Records for the exercise:
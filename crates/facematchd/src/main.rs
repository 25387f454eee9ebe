use anyhow::{Context, Result};
use facematch_core::{FaceAnalyzer, Gallery, OnnxAnalyzer, ThresholdMatcher};
use tracing_subscriber::EnvFilter;

mod api;
mod config;
mod engine;

#[tokio::main]
async fn main() -> Result<()> {
    tracing_subscriber::fmt()
        .with_env_filter(EnvFilter::from_default_env())
        .init();

    tracing::info!("facematchd starting");

    let config = config::Config::from_env()?;
    tracing::info!(
        bind = %config.bind,
        model_dir = %config.model_dir.display(),
        reference_dir = %config.reference_dir.display(),
        metric = %config.metric,
        threshold = config.threshold,
        "configuration loaded"
    );

    // Models and gallery load synchronously before the listener opens, so no
    // request can observe a partial gallery.
    let mut analyzer = OnnxAnalyzer::load(&config.model_paths(), config.intra_threads)
        .context("loading ONNX models")?;
    let gallery = Gallery::load(&config.reference_dir, &mut analyzer as &mut dyn FaceAnalyzer)
        .context("loading reference gallery")?;
    if gallery.is_empty() {
        tracing::warn!("reference gallery is empty; every face will be reported as unknown");
    }

    let matcher = ThresholdMatcher::new(config.metric, config.threshold);
    let engine = engine::spawn_engine(Box::new(analyzer), gallery, matcher)?;

    let router = api::create_router(engine, config.max_upload_bytes);
    let listener = tokio::net::TcpListener::bind(config.bind)
        .await
        .with_context(|| format!("binding {}", config.bind))?;

    tracing::info!(addr = %config.bind, "facematchd ready");

    axum::serve(listener, router)
        .with_graceful_shutdown(async {
            let _ = tokio::signal::ctrl_c().await;
        })
        .await?;

    tracing::info!("facematchd shutting down");
    Ok(())
}
//! Detection + embedding behind one seam.

use crate::detector::{DetectorError, FaceDetector};
use crate::recognizer::{FaceRecognizer, RecognizerError};
use crate::types::DetectedFace;
use image::RgbImage;
use std::path::{Path, PathBuf};
use thiserror::Error;

pub const SCRFD_MODEL_FILE: &str = "det_10g.onnx";
pub const ARCFACE_MODEL_FILE: &str = "w600k_r50.onnx";

#[derive(Error, Debug)]
pub enum AnalyzerError {
    #[error("failed to read image: {0}")]
    Io(#[from] std::io::Error),
    #[error("failed to decode image: {0}")]
    Decode(#[from] image::ImageError),
    #[error("detector error: {0}")]
    Detector(#[from] DetectorError),
    #[error("recognizer error: {0}")]
    Recognizer(#[from] RecognizerError),
}

/// Finds faces in an image and embeds each of them.
pub trait FaceAnalyzer {
    /// Faces in descending detector confidence; empty when there are none.
    fn analyze(&mut self, image: &RgbImage) -> Result<Vec<DetectedFace>, AnalyzerError>;

    /// Highest-confidence face only.
    fn analyze_primary(&mut self, image: &RgbImage) -> Result<Option<DetectedFace>, AnalyzerError> {
        Ok(self.analyze(image)?.into_iter().next())
    }
}

impl<T: FaceAnalyzer + ?Sized> FaceAnalyzer for Box<T> {
    fn analyze(&mut self, image: &RgbImage) -> Result<Vec<DetectedFace>, AnalyzerError> {
        (**self).analyze(image)
    }

    fn analyze_primary(&mut self, image: &RgbImage) -> Result<Option<DetectedFace>, AnalyzerError> {
        (**self).analyze_primary(image)
    }
}

/// Locations of the two ONNX models.
#[derive(Debug, Clone)]
pub struct ModelPaths {
    pub detector: PathBuf,
    pub recognizer: PathBuf,
}

impl ModelPaths {
    pub fn in_dir(dir: &Path) -> Self {
        Self {
            detector: dir.join(SCRFD_MODEL_FILE),
            recognizer: dir.join(ARCFACE_MODEL_FILE),
        }
    }
}

/// SCRFD detection followed by ArcFace embedding.
pub struct OnnxAnalyzer {
    detector: FaceDetector,
    recognizer: FaceRecognizer,
}

impl OnnxAnalyzer {
    pub fn new(detector: FaceDetector, recognizer: FaceRecognizer) -> Self {
        Self { detector, recognizer }
    }

    /// Load both models, failing fast if either is missing.
    pub fn load(paths: &ModelPaths, intra_threads: usize) -> Result<Self, AnalyzerError> {
        let detector_path = paths.detector.to_string_lossy();
        let detector = FaceDetector::load(&detector_path, intra_threads)?;
        tracing::info!(path = %detector_path, "SCRFD detector loaded");

        let recognizer_path = paths.recognizer.to_string_lossy();
        let recognizer = FaceRecognizer::load(&recognizer_path, intra_threads)?;
        tracing::info!(path = %recognizer_path, "ArcFace recognizer loaded");

        Ok(Self::new(detector, recognizer))
    }
}

impl FaceAnalyzer for OnnxAnalyzer {
    fn analyze(&mut self, image: &RgbImage) -> Result<Vec<DetectedFace>, AnalyzerError> {
        let boxes = self.detector.detect(image)?;
        boxes
            .into_iter()
            .map(|bbox| -> Result<DetectedFace, AnalyzerError> {
                let embedding = self.recognizer.extract(image, &bbox)?;
                Ok(DetectedFace { bbox, embedding })
            })
            .collect()
    }

    /// Embeds only the first detection, so group photos cost one ArcFace run.
    fn analyze_primary(&mut self, image: &RgbImage) -> Result<Option<DetectedFace>, AnalyzerError> {
        let Some(bbox) = self.detector.detect(image)?.into_iter().next() else {
            return Ok(None);
        };
        let embedding = self.recognizer.extract(image, &bbox)?;
        Ok(Some(DetectedFace { bbox, embedding }))
    }
}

Task objective:
Please copy only the lines between the first line of the entries and the line with "let config = config::Config::from_env()?;", keeping those two end lines as well, exactly as written.

Exercise output:
filename crates/facematchd/src/main.rs
repository 25387f454eee9ebe
use anyhow::{Context, Result};
use facematch_core::{FaceAnalyzer, Gallery, OnnxAnalyzer, ThresholdMatcher};
use tracing_subscriber::EnvFilter;

mod api;
mod config;
mod engine;

#[tokio::main]
async fn main() -> Result<()> {
    tracing_subscriber::fmt()
        .with_env_filter(EnvFilter::from_default_env())
        .init();

    tracing::info!("facematchd starting");

    let config = config::Config::from_env()?;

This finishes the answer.